Sync series and dataframe in statistical_inefficieny() #199

ptmerz · 2022-06-22T07:30:01Z

This adds a number of tests for slicing() and statistical_inefficieny():

Test that slicing() respects upper and lower time bounds (currently
passes)
Test that statistical_inefficieny() respects upper and lower time bounds
when it is used without series to subsample (currently passes)
Test that statistical_inefficieny() respects upper and lower time bounds
when it is used with series to subsample (currently fails)
Test that first using slicing() on the data frame, then
statistical_inefficieny() without time bounds yields the same results as
a single call to statistical_inefficieny() with time bounds (currently
fails)

It then makes sure that both the subsampling series and the dataframe are sliced
when calling statistical_inefficieny(). This ensure that the series and
the dataframe are in sync before the subsampled indices of the series
are applied to the dataframe. This fixes the above tests.

Fixes #198

This adds a number of tests for slicing() and statistical_inefficieny(): * Test that slicing() respects upper and lower time bounds (currently passes) * Test that statistical_inefficieny() respects upper and lower time bounds when it is used without series to subsample (currently passes) * Test that statistical_inefficieny() respects upper and lower time bounds when it is used without series to subsample (currently fails) * Test that first using slicing() on the data frame, then statistical_inefficieny() without time bounds yields the same results as a single call to statistical_inefficieny() with time bounds (currently fails) Refs alchemistry#198

Make sure that both the subsampling series and the dataframe are sliced when calling statistical_inefficieny(). This ensure that the series and the dataframe are in sync before the subsampled indices of the series are applied to the dataframe. Fixes alchemistry#198

codecov · 2022-06-22T07:36:22Z

Codecov Report

Merging #199 (cc122a8) into master (72622c9) will increase coverage by 0.00%.
The diff coverage is 100.00%.

@@           Coverage Diff           @@
##           master     #199   +/-   ##
=======================================
  Coverage   98.15%   98.15%           
=======================================
  Files          24       24           
  Lines        1352     1353    +1     
  Branches      295      295           
=======================================
+ Hits         1327     1328    +1     
  Misses          5        5           
  Partials       20       20

Impacted Files	Coverage Δ
src/alchemlyb/preprocessing/subsampling.py	`100.00% <100.00%> (ø)`

Continue to review full report at Codecov.
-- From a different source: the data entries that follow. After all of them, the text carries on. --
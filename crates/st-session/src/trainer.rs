// SPDX-License-Identifier: AGPL-3.0-or-later
// © 2025 Ryo ∴ SpiralArchitect (kishkavsesvit@icloud.com)
// Part of SpiralTorch — Licensed under AGPL-3.0-or-later.
// Unauthorized derivative works or closed redistribution prohibited under AGPL §13.

//! One-epoch train + evaluate driver.

use st_nn::{Adam, AdamConfig, ModuleTrainer, SoftmaxCrossEntropy, StepLrScheduler};
use tracing::{debug, info, info_span, warn};

use crate::batch::{BatchSource, SessionBatch};
use crate::config::SessionGraphConfig;
use crate::error::{SessionError, SessionResult};
use crate::metrics::RankingMetrics;
use crate::model::SessionGraph;

/// Summary of one training pass.
#[derive(Debug, Clone, PartialEq)]
pub struct TrainSummary {
    pub total_loss: f32,
    pub batches: usize,
    /// Learning rate the pass ran with (before the epoch-end decay).
    pub learning_rate: f32,
}

impl TrainSummary {
    pub fn mean_loss(&self) -> f32 {
        if self.batches == 0 {
            return 0.0;
        }
        self.total_loss / self.batches as f32
    }
}

/// Everything [`SessionTrainer::run_epoch_report`] measured.
#[derive(Debug, Clone, PartialEq)]
pub struct EpochReport {
    pub epoch: u32,
    pub total_loss: f32,
    pub mean_loss: f32,
    pub batches: usize,
    pub sessions_evaluated: usize,
    pub learning_rate: f32,
    /// Hit@K percentage.
    pub hit: f32,
    /// MRR@K percentage.
    pub mrr: f32,
}

/// Owns the model and its optimiser state across epochs.
#[derive(Debug)]
pub struct SessionTrainer {
    model: SessionGraph,
    trainer: ModuleTrainer,
    loss: SoftmaxCrossEntropy,
}

impl SessionTrainer {
    pub fn new(config: SessionGraphConfig) -> SessionResult<Self> {
        let model = SessionGraph::new(&config)?;
        let optimizer = Adam::new(
            AdamConfig::default()
                .with_learning_rate(config.learning_rate)
                .with_weight_decay(config.weight_decay),
        )?;
        let scheduler = StepLrScheduler::new(
            config.learning_rate,
            config.lr_decay_factor,
            config.lr_decay_every_n_epochs,
        )?;
        Ok(Self {
            model,
            trainer: ModuleTrainer::new(optimizer, scheduler),
            loss: SoftmaxCrossEntropy::new(),
        })
    }

    /// Positional construction used by command-line drivers.
    #[allow(clippy::too_many_arguments)]
    pub fn build(
        hidden_size: usize,
        step: usize,
        n_node: usize,
        batch_size: usize,
        learning_rate: f32,
        weight_decay: f32,
        lr_decay_factor: f32,
        lr_decay_every_n_epochs: u32,
    ) -> SessionResult<Self> {
        Self::new(SessionGraphConfig::build(
            hidden_size,
            step,
            n_node,
            batch_size,
            learning_rate,
            weight_decay,
            lr_decay_factor,
            lr_decay_every_n_epochs,
        )?)
    }

    pub fn model(&self) -> &SessionGraph {
        &self.model
    }

    pub fn model_mut(&mut self) -> &mut SessionGraph {
        &mut self.model
    }

    pub fn config(&self) -> &SessionGraphConfig {
        self.model.config()
    }

    /// Learning rate the next optimiser step will use.
    pub fn learning_rate(&self) -> f32 {
        self.trainer.learning_rate()
    }

    /// Completed training epochs.
    pub fn epochs(&self) -> u32 {
        self.trainer.epochs()
    }

    /// Zero, forward, loss, backward and step on one batch. Returns the batch
    /// loss.
    pub fn train_batch(&mut self, batch: &SessionBatch) -> SessionResult<f32> {
        self.trainer.zero(&mut self.model)?;
        let (scores, trace) = self.model.forward_batch(batch)?;
        let classes: Vec<usize> = batch.targets().iter().map(|t| t - 1).collect();
        let loss = self.loss.forward_classes(&scores, &classes)?;
        if !loss.is_finite() {
            warn!(loss, sessions = batch.len(), "non-finite batch loss");
        }
        let grad = self.loss.backward_classes(&scores, &classes)?;
        self.model.backward_batch(&trace, &grad)?;
        self.trainer.step(&mut self.model)?;
        Ok(loss)
    }

    /// One pass over `source`, then one learning-rate schedule step.
    pub fn train_epoch<S: BatchSource + ?Sized>(&mut self, source: &mut S) -> SessionResult<TrainSummary> {
        let span = info_span!("train", epoch = self.epochs() + 1);
        let _guard = span.enter();
        if source.is_empty() {
            return Err(SessionError::EmptyDataset);
        }
        let learning_rate = self.learning_rate();
        let slices = source.generate_batch(self.config().batch_size)?;
        let total = slices.len();
        let report_every = total / 5 + 1;
        info!(batches = total, learning_rate, "start training");

        let mut total_loss = 0.0f32;
        for (index, slice) in slices.iter().enumerate() {
            let batch = source.get_slice(slice)?;
            let loss = self.train_batch(&batch)?;
            total_loss += loss;
            if index % report_every == 0 {
                debug!(batch = index, of = total, loss, "batch loss");
            }
        }
        let next_lr = self.trainer.end_epoch()?;
        info!(total_loss, next_learning_rate = next_lr, "training finished");
        Ok(TrainSummary {
            total_loss,
            batches: total,
            learning_rate,
        })
    }

    /// Ranks every session in `source`; no gradients are recorded.
    pub fn evaluate<S: BatchSource + ?Sized>(&self, source: &mut S) -> SessionResult<RankingMetrics> {
        let span = info_span!("evaluate", epoch = self.epochs());
        let _guard = span.enter();
        if source.is_empty() {
            return Err(SessionError::EmptyDataset);
        }
        let mut metrics = RankingMetrics::new(self.config().effective_top_k());
        for slice in source.generate_batch(self.config().batch_size)? {
            let batch = source.get_slice(&slice)?;
            let scores = self.model.scores(&batch)?;
            metrics.observe_scores(&scores, &batch.targets())?;
        }
        info!(
            k = metrics.k(),
            sessions = metrics.sessions(),
            hit = metrics.hit_rate(),
            mrr = metrics.mrr(),
            "evaluation finished"
        );
        Ok(metrics)
    }

    /// Train on `train`, evaluate on `test`; returns `(hit, mrr)` percentages.
    pub fn run_epoch<T, E>(&mut self, train: &mut T, test: &mut E) -> SessionResult<(f32, f32)>
    where
        T: BatchSource + ?Sized,
        E: BatchSource + ?Sized,
    {
        let report = self.run_epoch_report(train, test)?;
        Ok((report.hit, report.mrr))
    }

    pub fn run_epoch_report<T, E>(&mut self, train: &mut T, test: &mut E) -> SessionResult<EpochReport>
    where
        T: BatchSource + ?Sized,
        E: BatchSource + ?Sized,
    {
        let summary = self.train_epoch(train)?;
        let metrics = self.evaluate(test)?;
        Ok(EpochReport {
            epoch: self.epochs(),
            total_loss: summary.total_loss,
            mean_loss: summary.mean_loss(),
            batches: summary.batches,
            sessions_evaluated: metrics.sessions(),
            learning_rate: summary.learning_rate,
            hit: metrics.hit_rate(),
            mrr: metrics.mrr(),
        })
    }
}

#[cfg(test)]
mod tests {
    use super::*;
    use crate::data::SessionData;

    fn data() -> SessionData {
        SessionData::new(
            vec![vec![1, 2], vec![2, 3], vec![3, 1, 2], vec![4]],
            vec![3, 4, 4, 1],
            false,
        )
        .unwrap()
    }

    #[test]
    fn train_epoch_counts_batches_and_decays() {
        let config = SessionGraphConfig::new(5)
            .with_hidden_size(4)
            .with_batch_size(3)
            .with_lr_decay(0.5, 1)
            .with_seed(2);
        let mut trainer = SessionTrainer::new(config).unwrap();
        let summary = trainer.train_epoch(&mut data()).unwrap();
        assert_eq!(summary.batches, 2);
        assert!(summary.total_loss.is_finite());
        assert!((summary.learning_rate - 0.001).abs() < 1e-9);
        assert!((trainer.learning_rate() - 0.0005).abs() < 1e-9);
        assert_eq!(trainer.epochs(), 1);
    }

    #[test]
    fn evaluation_leaves_weights_untouched() {
        let config = SessionGraphConfig::new(5).with_hidden_size(4).with_seed(3);
        let trainer = SessionTrainer::new(config).unwrap();
        let before = trainer.model().embedding().weight().value().clone();
        let metrics = trainer.evaluate(&mut data()).unwrap();
        assert_eq!(metrics.sessions(), 4);
        // Only four candidates exist, so every target is inside the list.
        assert!((metrics.hit_rate() - 100.0).abs() < 1e-4);
        assert_eq!(&before, trainer.model().embedding().weight().value());
    }
}
// SPDX-License-Identifier: AGPL-3.0-or-later
// © 2025 Ryo ∴ SpiralArchitect (kishkavsesvit@icloud.com)
// Part of SpiralTorch — Licensed under AGPL-3.0-or-later.
// Unauthorized derivative works or closed redistribution prohibited under AGPL §13.

//! Dense `f32` tensors for the session recommender stack.
//!
//! Tensors are plain row-major matrices; batched data is expressed as one
//! tensor per session. Matrix products dispatch through the process-wide
//! [`backend::ComputeBackend`], which is selected once and shared by every
//! operation.

pub mod backend;
pub mod error;
pub mod tensor;

pub use backend::{BackendRequest, ComputeBackend};
pub use error::{PureResult, TensorError};
pub use tensor::Tensor;
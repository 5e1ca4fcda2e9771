// SPDX-License-Identifier: AGPL-3.0-or-later
// © 2025 Ryo ∴ SpiralArchitect (kishkavsesvit@icloud.com)
// Part of SpiralTorch — Licensed under AGPL-3.0-or-later.
// Unauthorized derivative works or closed redistribution prohibited under AGPL §13.

//! Central finite differences against the hand-written backward passes.

use std::collections::HashMap;

use st_nn::{Parameterised, SoftmaxCrossEntropy};
use st_session::{BatchSource, SessionBatch, SessionData, SessionGraph, SessionGraphConfig};
use st_tensor::Tensor;

const EPS: f32 = 1e-2;

fn loss_of(model: &SessionGraph, batch: &SessionBatch) -> f32 {
    let (scores, _) = model.forward_batch(batch).unwrap();
    let classes: Vec<usize> = batch.targets().iter().map(|t| t - 1).collect();
    SoftmaxCrossEntropy::new()
        .forward_classes(&scores, &classes)
        .unwrap()
}

fn analytic_gradients(model: &mut SessionGraph, batch: &SessionBatch) -> HashMap<String, Tensor> {
    model.zero_accumulators().unwrap();
    let (scores, trace) = model.forward_batch(batch).unwrap();
    let classes: Vec<usize> = batch.targets().iter().map(|t| t - 1).collect();
    let grad = SoftmaxCrossEntropy::new()
        .backward_classes(&scores, &classes)
        .unwrap();
    model.backward_batch(&trace, &grad).unwrap();
    let mut grads = HashMap::new();
    model
        .visit_parameters(&mut |param| {
            // Gate weights are untouched when propagation is skipped.
            let grad = match param.gradient() {
                Some(grad) => grad.clone(),
                None => {
                    let (rows, cols) = param.value().shape();
                    Tensor::zeros(rows, cols)?
                }
            };
            grads.insert(param.name().to_string(), grad);
            Ok(())
        })
        .unwrap();
    grads
}

fn nudge(model: &mut SessionGraph, name: &str, index: usize, delta: f32) {
    model
        .visit_parameters_mut(&mut |param| {
            if param.name() == name {
                param.value_mut().data_mut()[index] += delta;
            }
            Ok(())
        })
        .unwrap();
}

fn check(step: usize) {
    let config = SessionGraphConfig::new(6)
        .with_hidden_size(3)
        .with_step(step)
        .with_seed(7);
    let mut model = SessionGraph::new(&config).unwrap();
    let data = SessionData::new(vec![vec![1, 2, 1, 3], vec![4, 5]], vec![2, 3], false).unwrap();
    let batch = data.get_slice(&[0, 1]).unwrap();

    let grads = analytic_gradients(&mut model, &batch);
    assert_eq!(grads.len(), 18);
    for (name, grad) in &grads {
        let len = grad.len();
        for index in [0, len / 2, len - 1] {
            nudge(&mut model, name, index, EPS);
            let up = loss_of(&model, &batch);
            nudge(&mut model, name, index, -2.0 * EPS);
            let down = loss_of(&model, &batch);
            nudge(&mut model, name, index, EPS);
            let numeric = (up - down) / (2.0 * EPS);
            let analytic = grad.data()[index];
            let tolerance = 2e-3 + 5e-2 * numeric.abs();
            assert!(
                (analytic - numeric).abs() <= tolerance,
                "{name}[{index}] (step {step}): analytic {analytic} vs numeric {numeric}"
            );
        }
    }
}

#[test]
fn gradients_match_finite_differences_single_step() {
    check(1);
}

#[test]
fn gradients_match_finite_differences_multi_step() {
    check(2);
}

#[test]
fn gradients_match_finite_differences_without_propagation() {
    check(0);
}
// SPDX-License-Identifier: AGPL-3.0-or-later
// © 2025 Ryo ∴ SpiralArchitect (kishkavsesvit@icloud.com)
// Part of SpiralTorch — Licensed under AGPL-3.0-or-later.
// Unauthorized derivative works or closed redistribution prohibited under AGPL §13.

//! Host compute backend selection.
//!
//! The backend is picked once per process, before any training loop runs,
//! and every tensor operation consults the same choice. Multi-core execution
//! plays the accelerator role; a single sequential host thread is the
//! fallback.

pub mod cpu_dense;

use std::fmt;
use std::sync::OnceLock;

use tracing::{debug, warn};

const ENV_BACKEND: &str = "SPIRAL_BACKEND";

/// Compute strategy applied uniformly to every tensor kernel.
#[derive(Clone, Copy, Debug, PartialEq, Eq)]
pub enum ComputeBackend {
    /// Single-threaded host execution.
    Sequential,
    /// Row-parallel host execution across the rayon pool.
    Parallel { threads: usize },
}

/// Backend preference read from `SPIRAL_BACKEND`.
#[derive(Clone, Copy, Debug, PartialEq, Eq, Default)]
pub enum BackendRequest {
    /// Use the parallel backend whenever more than one worker exists.
    #[default]
    Auto,
    Sequential,
    Parallel,
}

impl BackendRequest {
    /// Parses a request string. Unknown values yield `None`.
    pub fn parse(raw: &str) -> Option<Self> {
        match raw.trim().to_ascii_lowercase().as_str() {
            "" | "auto" => Some(Self::Auto),
            "cpu" | "seq" | "sequential" => Some(Self::Sequential),
            "par" | "parallel" | "rayon" => Some(Self::Parallel),
            _ => None,
        }
    }
}

impl ComputeBackend {
    /// Resolves a request against the available worker count. Locked reduction
    /// order always resolves to the sequential backend.
    pub fn resolve(request: BackendRequest, threads: usize, lock_reduction: bool) -> Self {
        if lock_reduction {
            return Self::Sequential;
        }
        match request {
            BackendRequest::Sequential => Self::Sequential,
            BackendRequest::Auto | BackendRequest::Parallel if threads > 1 => {
                Self::Parallel { threads }
            }
            BackendRequest::Auto | BackendRequest::Parallel => Self::Sequential,
        }
    }

    /// Inspects the environment, the rayon pool and the determinism config.
    pub fn detect() -> Self {
        let request = match std::env::var(ENV_BACKEND) {
            Ok(raw) => BackendRequest::parse(&raw).unwrap_or_else(|| {
                warn!(value = %raw, "unrecognised SPIRAL_BACKEND value; falling back to auto");
                BackendRequest::Auto
            }),
            Err(_) => BackendRequest::Auto,
        };
        let threads = rayon::current_num_threads();
        let locked = spiral_config::determinism::lock_reduction_order();
        let backend = Self::resolve(request, threads, locked);
        if request == BackendRequest::Parallel && !backend.is_parallel() {
            warn!(threads, locked, "parallel backend unavailable; using sequential host compute");
        }
        backend
    }

    /// Returns `true` for the multi-core backend.
    pub fn is_parallel(&self) -> bool {
        matches!(self, Self::Parallel { .. })
    }

    /// Short label used in logs.
    pub fn label(&self) -> &'static str {
        match self {
            Self::Sequential => "sequential",
            Self::Parallel { .. } => "parallel",
        }
    }

    pub(crate) fn matmul_accumulate(
        &self,
        dst: &mut [f32],
        lhs: &[f32],
        rhs: &[f32],
        rows: usize,
        inner: usize,
        cols: usize,
    ) {
        match self {
            Self::Sequential => cpu_dense::matmul_sequential(dst, lhs, rhs, rows, inner, cols),
            Self::Parallel { .. } => cpu_dense::matmul_parallel(dst, lhs, rhs, rows, inner, cols),
        }
    }
}

impl fmt::Display for ComputeBackend {
    fn fmt(&self, f: &mut fmt::Formatter<'_>) -> fmt::Result {
        match self {
            Self::Sequential => write!(f, "sequential"),
            Self::Parallel { threads } => write!(f, "parallel({threads} threads)"),
        }
    }
}

static ACTIVE: OnceLock<ComputeBackend> = OnceLock::new();

/// Returns the process backend, detecting it on first use.
pub fn active() -> ComputeBackend {
    *ACTIVE.get_or_init(|| {
        let backend = ComputeBackend::detect();
        debug!(%backend, "selected compute backend");
        backend
    })
}

/// Pins the process backend before first use. Returns the backend that is
/// actually active, which is the earlier choice if one was already made.
pub fn install(backend: ComputeBackend) -> ComputeBackend {
    *ACTIVE.get_or_init(|| backend)
}
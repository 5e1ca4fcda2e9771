// SPDX-License-Identifier: AGPL-3.0-or-later
// © 2025 Ryo ∴ SpiralArchitect (kishkavsesvit@icloud.com)
// Part of SpiralTorch — Licensed under AGPL-3.0-or-later.
// Unauthorized derivative works or closed redistribution prohibited under AGPL §13.

use crate::init::UniformInit;
use crate::module::{Module, Parameter, Parameterised};
use crate::{PureResult, Tensor, TensorError};

/// Fully-connected layer computing `x W + b` with `W` stored `(input, output)`.
#[derive(Debug)]
pub struct Linear {
    weight: Parameter,
    bias: Option<Parameter>,
}

impl Linear {
    /// Creates a linear layer with a bias row.
    pub fn new(
        name: impl Into<String>,
        input_dim: usize,
        output_dim: usize,
        init: &mut UniformInit,
    ) -> PureResult<Self> {
        let name = name.into();
        let mut layer = Self::without_bias(name.clone(), input_dim, output_dim, init)?;
        layer.bias = Some(Parameter::new(
            format!("{name}::bias"),
            init.sample(1, output_dim)?,
        ));
        Ok(layer)
    }

    /// Creates a bias-free projection.
    pub fn without_bias(
        name: impl Into<String>,
        input_dim: usize,
        output_dim: usize,
        init: &mut UniformInit,
    ) -> PureResult<Self> {
        if input_dim == 0 || output_dim == 0 {
            return Err(TensorError::InvalidDimensions {
                rows: input_dim,
                cols: output_dim,
            });
        }
        let name = name.into();
        Ok(Self {
            weight: Parameter::new(
                format!("{name}::weight"),
                init.sample(input_dim, output_dim)?,
            ),
            bias: None,
        })
    }

    /// Returns a reference to the weight parameter.
    pub fn weight(&self) -> &Parameter {
        &self.weight
    }

    pub fn weight_mut(&mut self) -> &mut Parameter {
        &mut self.weight
    }

    /// Returns the bias parameter when the layer carries one.
    pub fn bias(&self) -> Option<&Parameter> {
        self.bias.as_ref()
    }

    pub fn bias_mut(&mut self) -> Option<&mut Parameter> {
        self.bias.as_mut()
    }

    pub fn input_dim(&self) -> usize {
        self.weight.value().rows()
    }

    pub fn output_dim(&self) -> usize {
        self.weight.value().cols()
    }
}

impl Parameterised for Linear {
    fn visit_parameters(
        &self,
        visitor: &mut dyn FnMut(&Parameter) -> PureResult<()>,
    ) -> PureResult<()> {
        visitor(&self.weight)?;
        if let Some(bias) = self.bias.as_ref() {
            visitor(bias)?;
        }
        Ok(())
    }

    fn visit_parameters_mut(
        &mut self,
        visitor: &mut dyn FnMut(&mut Parameter) -> PureResult<()>,
    ) -> PureResult<()> {
        visitor(&mut self.weight)?;
        if let Some(bias) = self.bias.as_mut() {
            visitor(bias)?;
        }
        Ok(())
    }
}

impl Module for Linear {
    fn forward(&self, input: &Tensor) -> PureResult<Tensor> {
        if input.cols() != self.input_dim() {
            return Err(TensorError::ShapeMismatch {
                left: input.shape(),
                right: self.weight.value().shape(),
            });
        }
        let mut out = input.matmul(self.weight.value())?;
        if let Some(bias) = self.bias.as_ref() {
            out.add_row_inplace(bias.value().data())?;
        }
        Ok(out)
    }

    /// Gradients are summed over rows; batch averaging belongs to the loss.
    fn backward(&mut self, input: &Tensor, grad_output: &Tensor) -> PureResult<Tensor> {
        if input.rows() != grad_output.rows() || grad_output.cols() != self.output_dim() {
            return Err(TensorError::ShapeMismatch {
                left: input.shape(),
                right: grad_output.shape(),
            });
        }
        let grad_w = input.transpose_matmul(grad_output)?;
        self.weight.accumulate(&grad_w)?;

        if let Some(bias) = self.bias.as_mut() {
            let summed = grad_output.sum_axis0();
            let grad_b = Tensor::from_vec(1, summed.len(), summed)?;
            bias.accumulate(&grad_b)?;
        }

        grad_output.matmul_transposed(self.weight.value())
    }
}

#[cfg(test)]
mod tests {
    use super::*;
    use approx::assert_abs_diff_eq;

    fn init() -> UniformInit {
        UniformInit::for_hidden(4, Some(17)).unwrap()
    }

    #[test]
    fn linear_forward_matches_manual() {
        let layer = Linear::new("fc", 3, 2, &mut init()).unwrap();
        let input = Tensor::from_vec(1, 3, vec![1.0, -2.0, 0.5]).unwrap();
        let output = layer.forward(&input).unwrap();
        let mut expected = input.matmul(layer.weight().value()).unwrap();
        expected
            .add_row_inplace(layer.bias().unwrap().value().data())
            .unwrap();
        assert_eq!(output, expected);
    }

    #[test]
    fn bias_free_layer_exposes_single_parameter() {
        let layer = Linear::without_bias("proj", 4, 4, &mut init()).unwrap();
        assert!(layer.bias().is_none());
        assert_eq!(layer.parameter_count().unwrap(), 16);
    }

    #[test]
    fn backward_matches_finite_differences() {
        let mut layer = Linear::new("fc", 3, 2, &mut init()).unwrap();
        let input = Tensor::from_vec(2, 3, vec![0.1, 0.2, -0.3, 0.4, -0.5, 0.6]).unwrap();
        // Loss = sum(output), so dL/dout is all ones.
        let ones = Tensor::from_vec(2, 2, vec![1.0; 4]).unwrap();
        let grad_input = layer.backward(&input, &ones).unwrap();

        let eps = 1e-2f32;
        let base = layer.weight().value().clone();
        let analytic = layer.weight().gradient().unwrap().clone();
        for idx in 0..base.len() {
            let mut plus = base.clone();
            plus.data_mut()[idx] += eps;
            layer.weight_mut().assign(plus).unwrap();
            let up: f32 = layer.forward(&input).unwrap().data().iter().sum();
            let mut minus = base.clone();
            minus.data_mut()[idx] -= eps;
            layer.weight_mut().assign(minus).unwrap();
            let down: f32 = layer.forward(&input).unwrap().data().iter().sum();
            assert_abs_diff_eq!(analytic.data()[idx], (up - down) / (2.0 * eps), epsilon = 1e-3);
        }
        layer.weight_mut().assign(base).unwrap();

        let bias_grad = layer.bias().unwrap().gradient().unwrap();
        assert_eq!(bias_grad.data(), &[2.0, 2.0]);
        let row_sums = layer.weight().value().sum_axis1();
        assert_abs_diff_eq!(grad_input.row(0).unwrap()[0], row_sums[0], epsilon = 1e-6);
    }
}
use thiserror::Error;

pub type Result<T, E = Error> = core::result::Result<T, E>;

/// Error domain shared across the simulator crates.
///
/// Per-tick simulation events (buffer overflow, hop-limit drops, channel
/// drops, ARQ give-up) are *not* represented here: they are recoverable,
/// expected outcomes of normal operation and are reported as typed
/// outcomes from the call site rather than as errors. This type is
/// reserved for configuration and I/O failures that genuinely abort an
/// operation.
#[derive(Debug, Error)]
pub enum Error {
    #[error("io: {0}")]
    Io(#[from] std::io::Error),
    #[error("config: {0}")]
    Config(String),
    #[error("protocol: {0}")]
    Protocol(String),
}

impl Error {
    pub fn config(msg: impl Into<String>) -> Self {
        Self::Config(msg.into())
    }

    pub fn protocol(msg: impl Into<String>) -> Self {
        Self::Protocol(msg.into())
    }
}

impl From<toml::de::Error> for Error {
    fn from(e: toml::de::Error) -> Self {
        Error::Config(e.to_string())
    }
}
Legend - Click here to learn more
Δ = absolute <relative> (impact), ø = not affected, ? = missing data
Powered by Codecov. Last update 72622c9...cc122a8. Read the comment docs.

xiki-tempula

Many thanks for the contribution. This fix is very important.
I think the test could be simplified as bit using the @pytest.mark.parametrize

You could do something like

@pytest.mark.parametrize('data', (gmx_benzene_dHdl(), gmx_benzene_u_nk())
@pytest.mark.parametrize('test_series', (True, False))
def test_lower_and_upper_bound_slicer(self, data, test_series):
        """
        Test that the lower and upper time is respected when using statistical_inefficiency
        without a series. In this case, statistical_inefficiency should behave like slicing
        """
        lower, upper = 1000, 34000
        original_length = len(data)
        # Check that the input data is appropriate for the test
        assert any(data.reset_index()['time'] < lower)
        assert any(data.reset_index()['time'] > upper)

        if test_series:
           series=data.sum(axis=1)
        else:
           series=None

        # Slice data, and check that we don't observe times outside
        # the prescribed range
        sliced = self.slicer(data,
                             series= series,
                             lower=lower,
                             upper=upper,
                             step=5)
        assert all(sliced.reset_index()['time'] >= lower)
        assert all(sliced.reset_index()['time'] <= upper)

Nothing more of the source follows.